Semantic Layers - The Foundation for AI-Powered Analytics
David Jayatillake explains how semantic layers enhance AI analytics by ensuring operational clarity and accuracy, preventing AI from creating inconsistent data interpretations.

Transcript
With AI, it can go two ways. If you don't use something like a semantic layer to govern what the AI is allowed to reference and to govern how the AI accesses data, you will end up with less operational clarity than you started with because the AI will generate its own version of the truth every time you request it. So if you have something like a semantic layer where the AI has this menu of measures and dimensions that it can choose from and then also can't isn't asked to calculate those, it's just asked to request those. And those requests are much more similar to, like, give me, revenue by market. It's not that dissimilar to asking that question.
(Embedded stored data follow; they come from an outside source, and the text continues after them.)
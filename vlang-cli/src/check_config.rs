use std::path::Path;

use tracing::warn;
use vlang::{Config, config::CONFIG_FILE};

/// Load and validate `vlang.yml` under `root`, returning a short summary.
pub fn check_config(root: &Path) -> Result<String, String> {
    let config = Config::load(root)
        .map_err(|e| format!("Failed to load {}: {}", root.join(CONFIG_FILE).display(), e))?;
    config.validate().map_err(|e| e.to_string())?;

    let mut lines = vec![
        format!("✅ {} is valid", CONFIG_FILE),
        format!("Locales: {}", config.locales.join(", ")),
        format!("Default locale: {}", config.locales[0]),
    ];

    if let Some(source) = &config.source_locale {
        lines.push(format!("Source locale: {}", source));
    }

    match config.i18n_root(root) {
        Ok(dir) => {
            if !dir.is_dir() {
                warn!(dir = %dir.display(), "i18n directory does not exist yet");
            }
            lines.push(format!("I18n directory: {}", dir.display()));
        }
        Err(e) => warn!("{}", e),
    }

    for (locale, filters) in config.filters_by_locale().map_err(|e| e.to_string())? {
        let names: Vec<&str> = filters.iter().map(|f| f.name()).collect();
        lines.push(format!("Filters ({}): {}", locale, names.join(", ")));
    }

    Ok(lines.join("\n"))
}
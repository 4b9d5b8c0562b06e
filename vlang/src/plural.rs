//! Range-based pluralization.
//!
//! A pluralized message is an ordered list of range expressions, each with
//! its text. The first range containing the count wins and the count is
//! substituted for the `{}` placeholder.

use serde::{Deserialize, Serialize};

use crate::{
    diagnostic::Diagnostic,
    range::is_in_range,
    types::{Count, PluralForms},
};

/// The count placeholder inside pluralized text.
pub const PLACEHOLDER: &str = "{}";

/// How many `{}` placeholders receive the count.
#[derive(Debug, Clone, Copy, PartialEq, Eq, Default, Deserialize, Serialize)]
#[serde(rename_all = "snake_case")]
pub enum Substitution {
    /// Only the first `{}` is replaced.
    #[default]
    First,
    /// Every `{}` is replaced.
    All,
}

/// Returns the first variant whose range contains `n`, if any.
pub fn select<'a>(forms: &'a PluralForms, n: Count) -> Option<&'a str> {
    forms
        .iter()
        .find(|(range, _)| is_in_range(range, n.value()))
        .map(|(_, text)| text.as_str())
}

/// Substitutes `n` into `text` according to `mode`.
pub fn substitute(text: &str, n: Count, mode: Substitution) -> String {
    let n = n.to_string();
    match mode {
        Substitution::First => text.replacen(PLACEHOLDER, &n, 1),
        Substitution::All => text.replace(PLACEHOLDER, &n),
    }
}

/// Picks the variant for `n` and substitutes the count.
///
/// Fails with [`Diagnostic::NoPluralOption`] when no range matches.
pub fn try_pluralize(
    forms: &PluralForms,
    n: Count,
    mode: Substitution,
) -> Result<String, Diagnostic> {
    select(forms, n)
        .map(|text| substitute(text, n, mode))
        .ok_or(Diagnostic::NoPluralOption)
}

/// Picks the variant for `n`, falling back to the "no pluralized options"
/// sentinel.
pub fn pluralize(forms: &PluralForms, n: Count) -> String {
    try_pluralize(forms, n, Substitution::First).unwrap_or_else(|d| d.to_string())
}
You know? It's just in JSON. And so you're just forcing that the shape of the question to be in JSON. And so when you do that, you can get better operational clarity because people aren't having to go and redefine those metrics or do it in Excel or something. They just ask for it and they get it. And they what they get is the governed definition of it. And even if there is, like, seventeen different versions of revenue, you get told which version you're given by the AI. And you can say that's not the one I wanted. The one I wanted didn't have depreciation and was based on an operating basis. Right? And it will then go and read all of the descriptions for those metrics and choose the right one, that you want according to closest, like, vector similarity in reality. And that that is so much better. And, you know, you're gonna get clarity, and people aren't gonna invent the truth. They they're gonna use the engineer defined versions of the truth in the semantic way.